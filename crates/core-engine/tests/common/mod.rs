#![allow(dead_code)] // Shared across integration test binaries; each uses a subset of helpers.

use core_geometry::Rect;
use core_schema::{
    ComputedStyle, DomDocument, DomElement, ElementType, IrDocument, IrElement, IrLayout,
    SlideSize,
};
use serde_json::Value;

/// Everything needed to place one element in both documents.
pub struct Fixture {
    pub eid: &'static str,
    pub kind: ElementType,
    pub priority: i64,
    pub bbox: Rect,
    pub font_size: f64,
    pub z_index: i32,
    pub content_box: Option<Rect>,
    pub group: Option<&'static str>,
}

impl Fixture {
    pub fn new(eid: &'static str, kind: ElementType, priority: i64, bbox: Rect) -> Self {
        Self {
            eid,
            kind,
            priority,
            bbox,
            font_size: 20.0,
            z_index: 0,
            content_box: None,
            group: None,
        }
    }

    pub fn font_size(mut self, px: f64) -> Self {
        self.font_size = px;
        self
    }

    pub fn z_index(mut self, z: i32) -> Self {
        self.z_index = z;
        self
    }

    pub fn content_box(mut self, rect: Rect) -> Self {
        self.content_box = Some(rect);
        self
    }

    pub fn group(mut self, tag: &'static str) -> Self {
        self.group = Some(tag);
        self
    }
}

/// Build matched DOM and IR documents for a 1280×720 slide, safe padding 8.
pub fn slide(fixtures: Vec<Fixture>) -> (DomDocument, IrDocument) {
    let mut dom_elements = Vec::new();
    let mut ir_elements = Vec::new();
    for s in fixtures {
        dom_elements.push(DomElement {
            eid: s.eid.into(),
            bbox: s.bbox,
            safe_box: None,
            content_box: s.content_box,
            z_index: s.z_index,
            computed: ComputedStyle {
                font_size: s.font_size,
                line_height: 1.2,
            },
        });
        ir_elements.push(IrElement {
            eid: s.eid.into(),
            kind: s.kind,
            priority: s.priority,
            content: Value::Null,
            layout: IrLayout {
                x: s.bbox.x,
                y: s.bbox.y,
                w: s.bbox.w,
                h: s.bbox.h,
                z_index: s.z_index,
            },
            style: Default::default(),
            group: s.group.map(String::from),
        });
    }
    let mut dom = DomDocument {
        slide: SlideSize::default(),
        safe_padding: 8.0,
        elements: dom_elements,
    };
    dom.reconcile_safe_boxes();
    let ir = IrDocument {
        slide: SlideSize::default(),
        elements: ir_elements,
    };
    (dom, ir)
}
+++
Task to complete →
Lines to set down from above: the line with "pub fn new(eid: &'static", the line with "safe padding 8.", and every line between, each exactly as written.

Answer for this exercise →
    pub fn new(eid: &'static str, kind: ElementType, priority: i64, bbox: Rect) -> Self {
        Self {
            eid,
            kind,
            priority,
            bbox,
            font_size: 20.0,
            z_index: 0,
            content_box: None,
            group: None,
        }
    }

    pub fn font_size(mut self, px: f64) -> Self {
        self.font_size = px;
        self
    }

    pub fn z_index(mut self, z: i32) -> Self {
        self.z_index = z;
        self
    }

    pub fn content_box(mut self, rect: Rect) -> Self {
        self.content_box = Some(rect);
        self
    }

    pub fn group(mut self, tag: &'static str) -> Self {
        self.group = Some(tag);
        self
    }
}

/// Build matched DOM and IR documents for a 1280×720 slide, safe padding 8.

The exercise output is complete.